No obstante, el mismo relato, al que hace referencia el Narrador X, parece contradecir las intenciones de William Burns que han quedado plasmadas en la memoria de Pancho Mongue como “[…] un tipo tranquilo que jamás perdía los nervios […]” (ibídem: 60): Justo antes de entrar en el pueblo, en los terrenos baldíos de una antigua fábrica de conservas, vi a los perros y los llamé. Éstos se acercaron con expresión humilde y moviendo la cola. Los metí en el interior de la furgoneta y riéndome de los temores que había experimentado la noche anterior me dediqué a dar una vuelta por el pueblo (ibídem).

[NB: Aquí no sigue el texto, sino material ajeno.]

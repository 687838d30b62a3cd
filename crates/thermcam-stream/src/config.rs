use crate::engine::{OutputFormat, SessionSettings};
use thermcam_core::types::DEFAULT_EMISSIVITY;
use thermcam_core::{parse_rate, ConfigError};
use thermcam_hw::DEFAULT_ADDRESS;

/// Streamer configuration, loaded from environment variables.
pub struct Config {
    /// I2C bus device path (default: /dev/i2c-1).
    pub i2c_bus: String,
    /// 7-bit sensor address (default: 0x33).
    pub i2c_address: u8,
    /// Object emissivity in (0, 1] (default: 0.8).
    pub emissivity: f32,
}

impl Config {
    /// Load configuration from `THERMCAM_*` environment variables with defaults.
    pub fn from_env() -> Self {
        Self::from_lookup(|key| std::env::var(key).ok())
    }

    fn from_lookup(lookup: impl Fn(&str) -> Option<String>) -> Self {
        let emissivity = env_f32(&lookup, "THERMCAM_EMISSIVITY", DEFAULT_EMISSIVITY);
        let emissivity = if emissivity > 0.0 && emissivity <= 1.0 {
            emissivity
        } else {
            tracing::warn!(emissivity, "emissivity out of range; using default");
            DEFAULT_EMISSIVITY
        };

        Self {
            i2c_bus: env_string(&lookup, "THERMCAM_I2C_BUS", "/dev/i2c-1"),
            i2c_address: env_address(&lookup, "THERMCAM_I2C_ADDRESS", DEFAULT_ADDRESS),
            emissivity,
        }
    }

    /// Validate the rate argument and combine it with this configuration.
    ///
    /// Runs before the bus is opened, so a bad rate never touches the sensor.
    pub fn session_settings(
        &self,
        rate_arg: Option<&str>,
        format: OutputFormat,
    ) -> Result<SessionSettings, ConfigError> {
        Ok(SessionSettings {
            rate: parse_rate(rate_arg)?,
            emissivity: self.emissivity,
            format,
        })
    }
}

/// Decimal or `0x`-prefixed hex 7-bit address.
pub fn parse_address(value: &str) -> Option<u8> {
    let value = value.trim();
    let address = match value.strip_prefix("0x").or_else(|| value.strip_prefix("0X")) {
        Some(hex) => u8::from_str_radix(hex, 16).ok()?,
        None => value.parse().ok()?,
    };
    (address < 0x80).then_some(address)
}

fn env_string(lookup: &impl Fn(&str) -> Option<String>, key: &str, default: &str) -> String {
    lookup(key).unwrap_or_else(|| default.to_string())
}

fn env_f32(lookup: &impl Fn(&str) -> Option<String>, key: &str, default: f32) -> f32 {
    lookup(key)
        .and_then(|v| v.trim().parse().ok())
        .unwrap_or(default)
}

fn env_address(lookup: &impl Fn(&str) -> Option<String>, key: &str, default: u8) -> u8 {
    lookup(key)
        .and_then(|v| parse_address(&v))
        .unwrap_or(default)
}

#[cfg(test)]
mod tests {
    use super::*;
    use std::collections::HashMap;

    fn config_from(vars: &[(&str, &str)]) -> Config {
        let vars: HashMap<String, String> = vars
            .iter()
            .map(|(k, v)| (k.to_string(), v.to_string()))
            .collect();
        Config::from_lookup(|key| vars.get(key).cloned())
    }

    #[test]
    fn test_defaults() {
        let config = config_from(&[]);
        assert_eq!(config.i2c_bus, "/dev/i2c-1");
        assert_eq!(config.i2c_address, 0x33);
        assert_eq!(config.emissivity, 0.8);
    }

    #[test]
    fn test_overrides() {
        let config = config_from(&[
            ("THERMCAM_I2C_BUS", "/dev/i2c-3"),
            ("THERMCAM_I2C_ADDRESS", "0x34"),
            ("THERMCAM_EMISSIVITY", "0.95"),
        ]);
        assert_eq!(config.i2c_bus, "/dev/i2c-3");
        assert_eq!(config.i2c_address, 0x34);
        assert_eq!(config.emissivity, 0.95);
    }

    #[test]
    fn test_bad_values_fall_back() {
        let config = config_from(&[
            ("THERMCAM_I2C_ADDRESS", "0x1FF"),
            ("THERMCAM_EMISSIVITY", "1.5"),
        ]);
        assert_eq!(config.i2c_address, 0x33);
        assert_eq!(config.emissivity, 0.8);
    }

    #[test]
    fn test_env_helpers() {
        let lookup = |key: &str| match key {
            "F" => Some(" 0.5".to_string()),
            "BAD" => Some("warm".to_string()),
            "ADDR" => Some("0x2a".to_string()),
            "BUS" => Some("/dev/i2c-7".to_string()),
            _ => None,
        };
        assert_eq!(env_f32(&lookup, "F", 1.0), 0.5);
        assert_eq!(env_f32(&lookup, "BAD", 1.0), 1.0);
        assert_eq!(env_f32(&lookup, "MISSING", 1.0), 1.0);
        assert_eq!(env_address(&lookup, "ADDR", 0x33), 0x2A);
        assert_eq!(env_address(&lookup, "BAD", 0x33), 0x33);
        assert_eq!(env_string(&lookup, "BUS", "/dev/i2c-1"), "/dev/i2c-7");
        assert_eq!(env_string(&lookup, "MISSING", "/dev/i2c-1"), "/dev/i2c-1");
    }

    #[test]
    fn test_parse_address() {
        assert_eq!(parse_address("51"), Some(0x33));
        assert_eq!(parse_address("0x33"), Some(0x33));
        assert_eq!(parse_address("0X7f"), Some(0x7F));
        assert_eq!(parse_address("0x80"), None);
        assert_eq!(parse_address("zz"), None);
    }

    #[test]
    fn test_session_settings() {
        let config = config_from(&[]);
        let settings = config.session_settings(Some("4"), OutputFormat::Temps).unwrap();
        assert_eq!(settings.rate.fps(), 4);
        assert_eq!(settings.emissivity, 0.8);

        let default = config.session_settings(None, OutputFormat::Rgb).unwrap();
        assert_eq!(default.rate.fps(), 16);
        assert_eq!(default.format, OutputFormat::Rgb);
    }

    #[test]
    fn test_session_settings_errors() {
        let config = config_from(&[]);
        assert_eq!(
            config.session_settings(Some("12x"), OutputFormat::Temps).err(),
            Some(ConfigError::InvalidArgument("12x".into()))
        );
        assert_eq!(
            config.session_settings(Some("3"), OutputFormat::Temps).err(),
            Some(ConfigError::UnsupportedRate(3))
        );
    }
}
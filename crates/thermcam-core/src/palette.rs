//! False-color gradient from temperature to RGB.
//!
//! Seven stops, black → blue → green → yellow → red → magenta → white,
//! spread evenly over `[VMIN, VMAX]`. Values outside the range clamp to the
//! end stops. Channels are truncated, not rounded.

use crate::types::{ColorImage, TemperatureGrid, HEIGHT, WIDTH};

/// Temperature mapped to the first stop (°C).
pub const VMIN: f32 = 5.0;
/// Temperature mapped to the last stop (°C).
pub const VMAX: f32 = 50.0;

const RAMP: [[f32; 3]; 7] = [
    [0.0, 0.0, 0.0],
    [0.0, 0.0, 1.0],
    [0.0, 1.0, 0.0],
    [1.0, 1.0, 0.0],
    [1.0, 0.0, 0.0],
    [1.0, 0.0, 1.0],
    [1.0, 1.0, 1.0],
];

/// Map one temperature to an RGB triple.
pub fn false_color(v: f32) -> [u8; 3] {
    let last = RAMP.len() - 1;
    let t = (v - VMIN) / (VMAX - VMIN);

    let (lower, upper, weight) = if t <= 0.0 {
        (0, 0, 0.0)
    } else if t >= 1.0 {
        (last, last, 0.0)
    } else {
        let scaled = t * last as f32;
        let lower = (scaled.floor() as usize).min(last - 1);
        (lower, lower + 1, scaled - lower as f32)
    };

    let lo = RAMP[lower];
    let hi = RAMP[upper];
    let channel = |c: usize| (((hi[c] - lo[c]) * weight + lo[c]) * 255.0) as u8;
    [channel(0), channel(1), channel(2)]
}

/// Render a whole grid, flipping it vertically: grid row `r` lands on image
/// row `HEIGHT - 1 - r`.
pub fn render(grid: &TemperatureGrid, image: &mut ColorImage) {
    for y in 0..HEIGHT {
        let src_row = HEIGHT - 1 - y;
        for x in 0..WIDTH {
            image.put_pixel(y, x, false_color(grid.get(src_row, x)));
        }
    }
}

Recuerdo que me oculté, el perro pegado a mis piernas, tras un tranvía de color rojo oscuro, como sangre seca. Cuando más protegido me sentía el tranvía se puso en movimiento y desde la otra acera el almacenero me vio o vio al perro y me hizo señas con las manos, algo que podía significar que cogiera al perro o que ahorcara al perro o que no me moviera de allí hasta que él cruzara la calle. Que fue exactamente lo que no hice, le di la espalda y me perdí entre la multitud, mientras él gritaba algo así como deténgase, mi perro, amigo, mi perro. ¿Por qué me comporté de esa manera? No lo sé (ibídem: 61-62).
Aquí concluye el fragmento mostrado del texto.